River y Boca vuelven a verse con el rumbo torcido
Pareció un domingo psicodélico. Se lo recordará como el primer día en el que un hincha de River cantó lo mismo que uno de Boca. Aunque separada por horas, la empatía se debió a la proyección imaginaria del superclásico que dentro de seis días volverá al fútbol argentino. Fue como un paraguas que, hipnótico, giró y empastó los gajos de colores hasta que se fundieron. Desde el Sur, donde los millonarios perdieron 1-0 con Quilmes, hasta la Ribera, donde Boca empató 0-0 con Estudiantes, se clamó con palabras superpuestas. Sonó con ritmo de arenga. También como melodía inquietante por las campañas de bajo relieve. Cueste lo que cueste. En ese reencuentro, cueste lo que cueste.
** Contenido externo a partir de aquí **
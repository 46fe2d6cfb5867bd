//! Client configuration.
//!
//! The browser client reads a small JSON document at startup: where the
//! backend lives, which transfer protocol to use and a few defaults. Every
//! field is optional in the JSON form.

use serde::{Deserialize, Serialize};
use tracing::{debug, info};
use url::Url;

use crate::error::{Error, Result};

/// Output format for a run.
#[derive(Debug, Clone, Copy, Serialize, Deserialize, PartialEq, Eq, Hash, Default)]
#[serde(rename_all = "lowercase")]
pub enum OutputFormat {
    /// Audio only, converted to MP3.
    #[default]
    Mp3,
    /// Audio and video, merged to MP4.
    Mp4,
}

impl OutputFormat {
    /// All formats in display order.
    pub const ALL: [Self; 2] = [Self::Mp3, Self::Mp4];

    /// Value sent to the backend as `fmt`.
    pub const fn as_str(&self) -> &'static str {
        match self {
            Self::Mp3 => "mp3",
            Self::Mp4 => "mp4",
        }
    }

    /// Parse the backend value, as used by the format picker.
    pub fn parse(value: &str) -> Option<Self> {
        Self::ALL
            .into_iter()
            .find(|fmt| fmt.as_str().eq_ignore_ascii_case(value.trim()))
    }
}

impl std::fmt::Display for OutputFormat {
    fn fmt(&self, f: &mut std::fmt::Formatter<'_>) -> std::fmt::Result {
        match self {
            Self::Mp3 => write!(f, "Audio (MP3)"),
            Self::Mp4 => write!(f, "Video (MP4)"),
        }
    }
}

/// Protocol used to transfer a run.
#[derive(Debug, Clone, Copy, Serialize, Deserialize, PartialEq, Eq, Default)]
#[serde(rename_all = "snake_case")]
pub enum TransferMode {
    /// One request per item, awaited in order.
    Sequential,
    /// One server-push subscription per run.
    #[default]
    EventStream,
}

impl TransferMode {
    /// Whether item selection is frozen while a run is in flight.
    pub const fn locks_selection_while_busy(&self) -> bool {
        matches!(self, Self::Sequential)
    }

    /// Whether the backend keeps finished files for later retrieval.
    pub const fn serves_files(&self) -> bool {
        matches!(self, Self::EventStream)
    }
}

impl std::fmt::Display for TransferMode {
    fn fmt(&self, f: &mut std::fmt::Formatter<'_>) -> std::fmt::Result {
        match self {
            Self::Sequential => write!(f, "sequential"),
            Self::EventStream => write!(f, "event stream"),
        }
    }
}

fn default_log_level() -> String {
    "info".to_string()
}

/// Client configuration.
#[derive(Debug, Clone, Serialize, Deserialize, PartialEq, Eq)]
pub struct ClientConfig {
    /// Backend base URL. `None` means the page's own origin.
    #[serde(default, skip_serializing_if = "Option::is_none")]
    pub api_base_url: Option<String>,
    /// Transfer protocol.
    #[serde(default)]
    pub transfer_mode: TransferMode,
    /// Format preselected after extraction.
    #[serde(default)]
    pub default_format: OutputFormat,
    /// Server-side folder to save into (sequential mode only).
    #[serde(default, skip_serializing_if = "Option::is_none")]
    pub save_dir: Option<String>,
    /// `tracing` filter directive for the console logger.
    #[serde(default = "default_log_level")]
    pub log_level: String,
}

impl Default for ClientConfig {
    fn default() -> Self {
        Self {
            api_base_url: None,
            transfer_mode: TransferMode::default(),
            default_format: OutputFormat::default(),
            save_dir: None,
            log_level: default_log_level(),
        }
    }
}

impl ClientConfig {
    /// Parse and validate a JSON configuration document.
    pub fn from_json(json: &str) -> Result<Self> {
        let config: Self = serde_json::from_str(json)
            .map_err(|e| Error::Configuration(format!("Failed to parse config: {e}")))?;
        config.validate()?;
        info!(
            "Loaded client config (mode: {}, format: {})",
            config.transfer_mode,
            config.default_format.as_str()
        );
        Ok(config)
    }

    /// Check that the configuration is usable.
    pub fn validate(&self) -> Result<()> {
        if let Some(base) = &self.api_base_url {
            let url = Url::parse(base).map_err(|e| {
                Error::Configuration(format!("api_base_url is not a valid URL ({base}): {e}"))
            })?;
            if !matches!(url.scheme(), "http" | "https") {
                return Err(Error::Configuration(format!(
                    "api_base_url must use http or https: {base}"
                )));
            }
        }
        if self.save_dir.is_some() && self.transfer_mode != TransferMode::Sequential {
            debug!("save_dir is ignored outside sequential mode");
        }
        if self.log_level.trim().is_empty() {
            return Err(Error::Configuration("log_level must not be empty".to_string()));
        }
        Ok(())
    }

    /// Resolve the backend base URL against the page origin.
    pub fn resolve_base_url(&self, page_origin: &str) -> Result<Url> {
        let raw = self.api_base_url.as_deref().unwrap_or(page_origin);
        Ok(Url::parse(raw)?)
    }

    /// The save directory, only honoured in sequential mode.
    pub fn effective_save_dir(&self) -> Option<&str> {
        match self.transfer_mode {
            TransferMode::Sequential => self
                .save_dir
                .as_deref()
                .map(str::trim)
                .filter(|dir| !dir.is_empty()),
            TransferMode::EventStream => None,
        }
    }
}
Ninguno llega como quisiera. La ciclotimia encontró a River en la parte baja de la curva. Otra derrota, la cuarta en el torneo Inicial, depositó las dudas en las cuentas de Almeyda y sus muchachos. Detrás de ellas aparecen la camiseta de Boca y, de reojo, los promedios. A no olvidar que los millonarios cargan con aquello de una temporada única en la categoría: los éxitos impulsan los números como turbinas y las caídas los hunden como plomos.
El revés puso en foco a David Trezeguet, que ayer viajó a Francia por sus problemas personales y que, según lo previsto, volverá a la Argentina el jueves próximo. El delantero viajó junto con un preparador físico, Guido Bonini, y se entrenará en el predio de su ex club Mónaco. Si le alcanzará para anotarse en el superclásico sólo lo decidirán Almeyda y él. Eso sí: lo ayudará la floja tarea de Carlos Luna. Con menos luces, Gabriel Mercado quedará como una herramienta para robustecer la defensa. No juega desde el 5 de septiembre pasado, cuando se rompió el ligamento lateral de la rodilla derecha en el 3-3 con Newell's. Podría volver, aunque por ahora apenas trotó y ni tocó la pelota.
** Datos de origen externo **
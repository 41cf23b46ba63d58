//! Turns an unframed byte stream into trimmed lines.

use std::io;

use crate::ports::ByteSource;

pub const LINE_TERMINATOR: u8 = b'\n';

/// Accumulates bytes until a terminator is seen.
///
/// No maximum line length is enforced.
#[derive(Debug, Default)]
pub struct LineAssembler {
    buf: Vec<u8>,
}

impl LineAssembler {
    pub fn new() -> Self {
        Self::default()
    }

    /// Read until the next `\n` and return the trimmed line.
    ///
    /// `Ok(None)` is end of stream; a partial line buffered at that point is dropped.
    pub async fn next_line<S>(&mut self, source: &mut S) -> io::Result<Option<String>>
    where
        S: ByteSource + ?Sized,
    {
        let mut byte = [0u8; 1];
        loop {
            let n = match source.read_bytes(&mut byte).await {
                Ok(n) => n,
                Err(e) if e.kind() == io::ErrorKind::UnexpectedEof => {
                    if !self.buf.is_empty() {
                        tracing::debug!(
                            bytes = self.buf.len(),
                            "dropping unterminated line at end of stream"
                        );
                        self.buf.clear();
                    }
                    return Ok(None);
                }
                Err(e) if e.kind() == io::ErrorKind::Interrupted => continue,
                Err(e) => return Err(e),
            };

            if n == 0 {
                tracing::trace!("read 0 bytes; retrying");
                tokio::task::yield_now().await;
                continue;
            }

            self.buf.push(byte[0]);
            if byte[0] == LINE_TERMINATOR {
                let line = String::from_utf8_lossy(&self.buf).trim().to_string();
                self.buf.clear();
                return Ok(Some(line));
            }
        }
    }
}

#[cfg(test)]
pub(crate) mod tests {
    use super::*;
    use async_trait::async_trait;
    use std::collections::VecDeque;

    /// Scripted byte source: each step is delivered by one `read_bytes` call.
    pub(crate) struct ScriptedSource {
        steps: VecDeque<io::Result<Vec<u8>>>,
    }

    impl ScriptedSource {
        pub(crate) fn bytes(data: &[u8]) -> Self {
            Self {
                steps: data.iter().map(|&b| Ok(vec![b])).collect(),
            }
        }

        pub(crate) fn steps(steps: Vec<io::Result<Vec<u8>>>) -> Self {
            Self {
                steps: steps.into(),
            }
        }
    }

    #[async_trait]
    impl ByteSource for ScriptedSource {
        async fn read_bytes(&mut self, buf: &mut [u8]) -> io::Result<usize> {
            match self.steps.pop_front() {
                None => Err(io::Error::new(io::ErrorKind::UnexpectedEof, "script done")),
                Some(Err(e)) => Err(e),
                Some(Ok(chunk)) => {
                    let n = chunk.len().min(buf.len());
                    buf[..n].copy_from_slice(&chunk[..n]);
                    if n < chunk.len() {
                        self.steps.push_front(Ok(chunk[n..].to_vec()));
                    }
                    Ok(n)
                }
            }
        }
    }

    async fn collect(data: &[u8]) -> Vec<String> {
        let mut src = ScriptedSource::bytes(data);
        let mut asm = LineAssembler::new();
        let mut out = Vec::new();
        while let Some(line) = asm.next_line(&mut src).await.unwrap() {
            out.push(line);
        }
        out
    }

    #[tokio::test]
    async fn one_line_per_terminator_trimmed() {
        let lines = collect(b"  first line \r\nsecond\n\n\tthird\t\n").await;
        assert_eq!(lines, vec!["first line", "second", "", "third"]);
    }

    #[tokio::test]
    async fn trailing_fragment_is_dropped() {
        let lines = collect(b"complete\npartial with no end").await;
        assert_eq!(lines, vec!["complete"]);
    }

    #[tokio::test]
    async fn zero_byte_reads_are_retried() {
        let mut src = ScriptedSource::steps(vec![
            Ok(b"h".to_vec()),
            Ok(Vec::new()),
            Ok(Vec::new()),
            Ok(b"i".to_vec()),
            Err(io::Error::new(io::ErrorKind::Interrupted, "signal")),
            Ok(b"\n".to_vec()),
        ]);
        let mut asm = LineAssembler::new();
        assert_eq!(asm.next_line(&mut src).await.unwrap().as_deref(), Some("hi"));
        assert_eq!(asm.next_line(&mut src).await.unwrap(), None);
    }

    #[tokio::test]
    async fn read_errors_surface() {
        let mut src = ScriptedSource::steps(vec![
            Ok(b"x".to_vec()),
            Err(io::Error::new(io::ErrorKind::ConnectionReset, "reset")),
        ]);
        let mut asm = LineAssembler::new();
        let err = asm.next_line(&mut src).await.unwrap_err();
        assert_eq!(err.kind(), io::ErrorKind::ConnectionReset);
    }

    #[tokio::test]
    async fn invalid_utf8_is_replaced_not_fatal() {
        let lines = collect(b"caf\xe9\n").await;
        assert_eq!(lines, vec!["caf\u{fffd}"]);
    }
}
Con 18 puntos, tres más que River y cinco menos que el líder Newell's, Boca sigue en una lenta combustión interna. Nada aplacó el empate con Estudiantes. Al contrario. El juego volvió a achatarse mientras siguen las versiones de una mala relación entre algunos jugadores y el entrenador Julio César Falcioni. Valdrá recordarlo: situación opuesta a la de los millonarios, quienes consideran intocable a Almeyda. Hubo que ver la cara de los hinchas xeneizes que, detrás del vidrio blindado, despidieron al director técnico como fieras famélicas.
Se dijo: más que la proyección matemática, Boca llega inquieto por sus propias rupturas. Juan Román Riquelme está sin estar, pese a que la gente anoche no se acordó de él. Sus amigos, Lucas Viatri, Clemente Rodríguez, Juan Sánchez Miño y Cía., quedaron en observación. De la gente y del propio Falcioni, cuya continuidad es objetada por varios desde hace rato. Así es la camiseta azul y oro, que después de las cuatro victorias consecutivas entre la 2ª y la 5ª fecha se desplomó en una fría nebulosa. De sus propios recursos dependerá la cura definitiva o, según las circunstancias y los matices, el final de una etapa.
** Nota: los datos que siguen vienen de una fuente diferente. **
//! Turns a classified intent into the command text written back to the server.
//!
//! Dispatch never fails: adapter errors become an in-chat error message carrying the
//! intent's usual prefix, and a bad URL batch is dropped with a log line.

use std::{future::Future, time::Duration};

use crate::{
    errors::Error,
    intent::{Intent, RuleId},
    ports::Adapters,
    Result,
};

pub const HANGOUT_COMMAND: &str = "@dolist me={gautoreturn on;hangout}\n";
pub const HOME_COMMAND: &str = "@dolist me={gautoreturn off;home}\n";
pub const URL_TRIGGER_COMMAND: &str = "@trigger me/TRIGGER_LAST_URL\n";

const WEATHER_MARKER: &str = "W";
const TRANSLATE_MARKER: &str = "T";
const STOCK_MARKER: &str = "S";

pub struct Dispatcher {
    adapters: Adapters,
    timeout: Duration,
}

impl Dispatcher {
    pub fn new(adapters: Adapters, timeout: Duration) -> Self {
        Self { adapters, timeout }
    }

    /// Run the handler for `intent`. An empty string means "nothing to send".
    pub async fn dispatch(&self, intent: &Intent) -> String {
        let caps = &intent.captures;
        match intent.rule {
            RuleId::UrlBatch => match self.shorten_urls(&intent.speaker, caps).await {
                Ok(reply) => reply,
                Err(e) => {
                    tracing::error!(speaker = %intent.speaker, "url batch aborted: {e}");
                    String::new()
                }
            },
            RuleId::Hangout => HANGOUT_COMMAND.to_string(),
            RuleId::Home => HOME_COMMAND.to_string(),
            RuleId::Translate => {
                let [source, target, text] = caps.as_slice() else {
                    return String::new();
                };
                let res = self
                    .bounded(self.adapters.translator.translate(source, target, text))
                    .await;
                pose(TRANSLATE_MARKER, res, "Error: translation failed.")
            }
            RuleId::Weather => {
                let [query] = caps.as_slice() else {
                    return String::new();
                };
                let res = self
                    .bounded(self.adapters.weather.lookup_weather(query))
                    .await;
                pose(WEATHER_MARKER, res, "Error: weather api call failed.")
            }
            RuleId::Stock => {
                let [query] = caps.as_slice() else {
                    return String::new();
                };
                let res = self.bounded(self.adapters.stocks.lookup_stock(query)).await;
                pose(STOCK_MARKER, res, "Error: stock quote api call failed.")
            }
        }
    }

    async fn shorten_urls(&self, speaker: &str, urls: &[String]) -> Result<String> {
        let long_urls = urls
            .iter()
            .map(|raw| absolute_url(raw))
            .collect::<Result<Vec<_>>>()?;

        let mut out = String::new();
        for long_url in &long_urls {
            match self.bounded(self.adapters.shortener.shorten(long_url)).await {
                Ok(short) if !short.trim().is_empty() => {
                    out.push_str(&format!("add_url {speaker} {} {long_url}\n", short.trim()));
                    out.push_str(URL_TRIGGER_COMMAND);
                }
                Ok(_) => tracing::warn!(url = %long_url, "shortener returned an empty url"),
                Err(e) => tracing::warn!(url = %long_url, "shortening failed: {e}"),
            }
        }
        Ok(out)
    }

    async fn bounded<T>(&self, fut: impl Future<Output = Result<T>>) -> Result<T> {
        tokio::time::timeout(self.timeout, fut)
            .await
            .map_err(|_| Error::Timeout(self.timeout))?
    }
}

/// Give scheme-less `www.` links an explicit scheme and check the result is well formed.
pub fn absolute_url(raw: &str) -> Result<String> {
    let long_url = if raw.to_ascii_lowercase().starts_with("www") {
        format!("http://{raw}")
    } else {
        raw.to_string()
    };

    check_url(&long_url).map_err(|reason| Error::InvalidUrl {
        url: long_url.clone(),
        reason: reason.to_string(),
    })?;

    Ok(long_url)
}

/// Lenient well-formedness check. Empty hosts, bare schemes and out-of-range ports
/// pass; control characters, broken percent-escapes outside the query, an unclosed
/// IPv6 bracket and a non-numeric port do not.
fn check_url(url: &str) -> std::result::Result<(), &'static str> {
    if url.bytes().any(|b| b < 0x20 || b == 0x7f) {
        return Err("invalid control character in url");
    }

    let (rest, fragment) = url.split_once('#').unwrap_or((url, ""));
    let (rest, _query) = rest.split_once('?').unwrap_or((rest, ""));
    if !valid_escapes(rest) || !valid_escapes(fragment) {
        return Err("invalid percent-escape");
    }

    let Some((_scheme, rest)) = rest.split_once(':') else {
        return Err("missing scheme");
    };
    let Some(rest) = rest.strip_prefix("//") else {
        return Ok(());
    };
    let authority = rest.split_once('/').map_or(rest, |(a, _)| a);
    let host = authority.rsplit_once('@').map_or(authority, |(_, h)| h);

    let port = if let Some(bracketed) = host.strip_prefix('[') {
        let Some((_, after)) = bracketed.split_once(']') else {
            return Err("missing ']' in host");
        };
        if after.is_empty() {
            return Ok(());
        }
        after.strip_prefix(':').ok_or("invalid port after host")?
    } else {
        match host.rsplit_once(':') {
            Some((_, port)) => port,
            None => return Ok(()),
        }
    };

    if port.bytes().all(|b| b.is_ascii_digit()) {
        Ok(())
    } else {
        Err("invalid port")
    }
}

fn valid_escapes(s: &str) -> bool {
    s.split('%')
        .skip(1)
        .all(|tail| tail.len() >= 2 && tail.as_bytes()[..2].iter().all(u8::is_ascii_hexdigit))
}

fn pose(marker: &str, res: Result<String>, fallback: &str) -> String {
    let text = match res {
        Ok(text) => text.trim_end_matches(['\r', '\n']).to_string(),
        Err(e) => {
            tracing::warn!(marker, "adapter call failed: {e}");
            fallback.to_string()
        }
    };
    format!("pose {marker}> {text}\n")
}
No se ven desde hace 17 meses. Ese día, un 15 de mayo de 2011, en la Bombonera, Boca le ganó a River por 2-0, con goles de Juan Pablo Carrizo, en contra, y de Martín Palermo. El cruce entre los más poderosos, seguramente, marcará una tendencia en la segunda parte del torneo Inicial. El Monumental recibirá las urgencias de cada uno, con dirigentes que seguirán hasta los mínimos detalles que bien podrían valer una decisión a futuro. El superclásico volverá con el entusiasmo, el cotillón, las risas y, tal vez, las lágrimas. Fue el partido que River extrañó desde que cayó a la B Nacional y que soñó desde que recuperó su lugar. Boca bien puede contar cuánto lo esperó desde que vio el hueco inmenso en su agenda de la temporada pasada. Pese a la rivalidad, algo le faltó. Si hasta los ajenos se reservaron algún sillón frente a la TV. Será el domingo que viene. Sólo ellos. Cueste lo que cueste.
Entradas millonarias
Hoy, a las 22, en el sitio www.riverplate.com.ar empezará el canje de entradas (32.000) de los socios de River para el superclásico. Mañana saldrán a la venta plateas que oscilan entre los $ 350 y $ 800.
La reventa y la seguridad
En Internet ya se ofrecen entradas de todas las ubicaciones para el superclásico. El valor máximo llega a los $ 1500. En cuanto a la seguridad, el operativo tendría 1100 policías, más vigilancia privada.